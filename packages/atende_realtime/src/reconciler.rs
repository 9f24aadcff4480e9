//! Reconciler: the handlers that translate channel events into store
//! mutations.
//!
//! | event                 | effect                                           |
//! |-----------------------|--------------------------------------------------|
//! | `chat:qr`             | pending pairing code set                         |
//! | `chat:session_status` | session mirrored; code cleared once connected    |
//! | `chat:message_in`     | message appended to its conversation             |
//! | `chat:typing`         | typing indicator updated                         |
//! | connection lost       | session shown as disconnected until re-emitted   |
//!
//! Handlers are registered by [`Reconciler::mount`] and removed when the
//! returned [`Mount`] is unmounted or dropped.

use std::sync::Arc;
use std::sync::atomic::{AtomicBool, Ordering};

use tracing::{debug, info};

use crate::error::ReconcileError;
use crate::protocol::{ChannelEvent, EventKind};
use crate::router::{EventRouter, HandlerError, HandlerId};
use crate::store::ChatStore;

pub struct Reconciler {
    store: Arc<ChatStore>,
    mounted: Arc<AtomicBool>,
}

impl Reconciler {
    pub fn new(store: Arc<ChatStore>) -> Self {
        Self {
            store,
            mounted: Arc::new(AtomicBool::new(false)),
        }
    }

    pub fn store(&self) -> &Arc<ChatStore> {
        &self.store
    }

    pub fn is_mounted(&self) -> bool {
        self.mounted.load(Ordering::Acquire)
    }

    /// Register one handler per event kind on `router`.
    ///
    /// Fails with `AlreadyMounted` while a previous mount is still alive, so a
    /// handler is never registered twice.
    pub fn mount(&self, router: &Arc<EventRouter>) -> Result<Mount, ReconcileError> {
        if self
            .mounted
            .compare_exchange(false, true, Ordering::AcqRel, Ordering::Acquire)
            .is_err()
        {
            return Err(ReconcileError::AlreadyMounted);
        }

        let mut ids = Vec::with_capacity(EventKind::ALL.len());
        for kind in EventKind::ALL {
            let store = self.store.clone();
            ids.push(router.register(kind, move |event| apply(&store, event)));
        }
        info!(handlers = ids.len(), "reconciler mounted");

        Ok(Mount {
            router: router.clone(),
            ids,
            mounted: self.mounted.clone(),
        })
    }
}

/// Apply one event to the store.
pub fn apply(store: &ChatStore, event: &ChannelEvent) -> Result<(), HandlerError> {
    match event {
        ChannelEvent::PairingCode(code) => {
            debug!("pairing code received");
            store.set_qr_code(Some(code.clone()));
        }
        ChannelEvent::SessionStatus(session) => {
            store.set_whatsapp_status(session.clone());
        }
        ChannelEvent::MessageIn(message) => {
            if message.conversation_id.trim().is_empty() {
                return Err(ReconcileError::MissingConversation {
                    message_id: message.id.clone(),
                }
                .into());
            }
            store.add_message(&message.conversation_id, message.clone());
        }
        ChannelEvent::Typing(typing) => {
            store.set_typing(&typing.conversation_id, typing.is_typing);
        }
        ChannelEvent::ConnectionLost { reason } => {
            if store.mark_disconnected() {
                info!(%reason, "session marked disconnected after transport loss");
            }
        }
    }
    Ok(())
}

/// Live registration of the reconciler's handlers. Unmounting (or dropping)
/// removes every handler it registered.
pub struct Mount {
    router: Arc<EventRouter>,
    ids: Vec<HandlerId>,
    mounted: Arc<AtomicBool>,
}

impl Mount {
    pub fn handler_ids(&self) -> &[HandlerId] {
        &self.ids
    }

    pub fn unmount(self) {
        drop(self);
    }
}

impl Drop for Mount {
    fn drop(&mut self) {
        let removed = self
            .ids
            .drain(..)
            .filter(|id| self.router.unregister(*id))
            .count();
        self.mounted.store(false, Ordering::Release);
        info!(handlers = removed, "reconciler unmounted");
    }
}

=====

Aim of the task:
Would you retype all of the lines shown above, exactly as given?

Response to this task:
filename packages/atende_realtime/src/reconciler.rs
repository 9f24aadcff4480e9
//! Reconciler: the handlers that translate channel events into store
//! mutations.
//!
//! | event                 | effect                                           |
//! |-----------------------|--------------------------------------------------|
//! | `chat:qr`             | pending pairing code set                         |
//! | `chat:session_status` | session mirrored; code cleared once connected    |
//! | `chat:message_in`     | message appended to its conversation             |
//! | `chat:typing`         | typing indicator updated                         |
//! | connection lost       | session shown as disconnected until re-emitted   |
//!
//! Handlers are registered by [`Reconciler::mount`] and removed when the
//! returned [`Mount`] is unmounted or dropped.

use std::sync::Arc;
use std::sync::atomic::{AtomicBool, Ordering};

use tracing::{debug, info};

use crate::error::ReconcileError;
use crate::protocol::{ChannelEvent, EventKind};
use crate::router::{EventRouter, HandlerError, HandlerId};
use crate::store::ChatStore;

pub struct Reconciler {
    store: Arc<ChatStore>,
    mounted: Arc<AtomicBool>,
}

impl Reconciler {
    pub fn new(store: Arc<ChatStore>) -> Self {
        Self {
            store,
            mounted: Arc::new(AtomicBool::new(false)),
        }
    }

    pub fn store(&self) -> &Arc<ChatStore> {
        &self.store
    }

    pub fn is_mounted(&self) -> bool {
        self.mounted.load(Ordering::Acquire)
    }

    /// Register one handler per event kind on `router`.
    ///
    /// Fails with `AlreadyMounted` while a previous mount is still alive, so a
    /// handler is never registered twice.
    pub fn mount(&self, router: &Arc<EventRouter>) -> Result<Mount, ReconcileError> {
        if self
            .mounted
            .compare_exchange(false, true, Ordering::AcqRel, Ordering::Acquire)
            .is_err()
        {
            return Err(ReconcileError::AlreadyMounted);
        }

        let mut ids = Vec::with_capacity(EventKind::ALL.len());
        for kind in EventKind::ALL {
            let store = self.store.clone();
            ids.push(router.register(kind, move |event| apply(&store, event)));
        }
        info!(handlers = ids.len(), "reconciler mounted");

        Ok(Mount {
            router: router.clone(),
            ids,
            mounted: self.mounted.clone(),
        })
    }
}

/// Apply one event to the store.
pub fn apply(store: &ChatStore, event: &ChannelEvent) -> Result<(), HandlerError> {
    match event {
        ChannelEvent::PairingCode(code) => {
            debug!("pairing code received");
            store.set_qr_code(Some(code.clone()));
        }
        ChannelEvent::SessionStatus(session) => {
            store.set_whatsapp_status(session.clone());
        }
        ChannelEvent::MessageIn(message) => {
            if message.conversation_id.trim().is_empty() {
                return Err(ReconcileError::MissingConversation {
                    message_id: message.id.clone(),
                }
                .into());
            }
            store.add_message(&message.conversation_id, message.clone());
        }
        ChannelEvent::Typing(typing) => {
            store.set_typing(&typing.conversation_id, typing.is_typing);
        }
        ChannelEvent::ConnectionLost { reason } => {
            if store.mark_disconnected() {
                info!(%reason, "session marked disconnected after transport loss");
            }
        }
    }
    Ok(())
}

/// Live registration of the reconciler's handlers. Unmounting (or dropping)
/// removes every handler it registered.
pub struct Mount {
    router: Arc<EventRouter>,
    ids: Vec<HandlerId>,
    mounted: Arc<AtomicBool>,
}

impl Mount {
    pub fn handler_ids(&self) -> &[HandlerId] {
        &self.ids
    }

    pub fn unmount(self) {
        drop(self);
    }
}

impl Drop for Mount {
    fn drop(&mut self) {
        let removed = self
            .ids
            .drain(..)
            .filter(|id| self.router.unregister(*id))
            .count();
        self.mounted.store(false, Ordering::Release);
        info!(handlers = removed, "reconciler unmounted");
    }
}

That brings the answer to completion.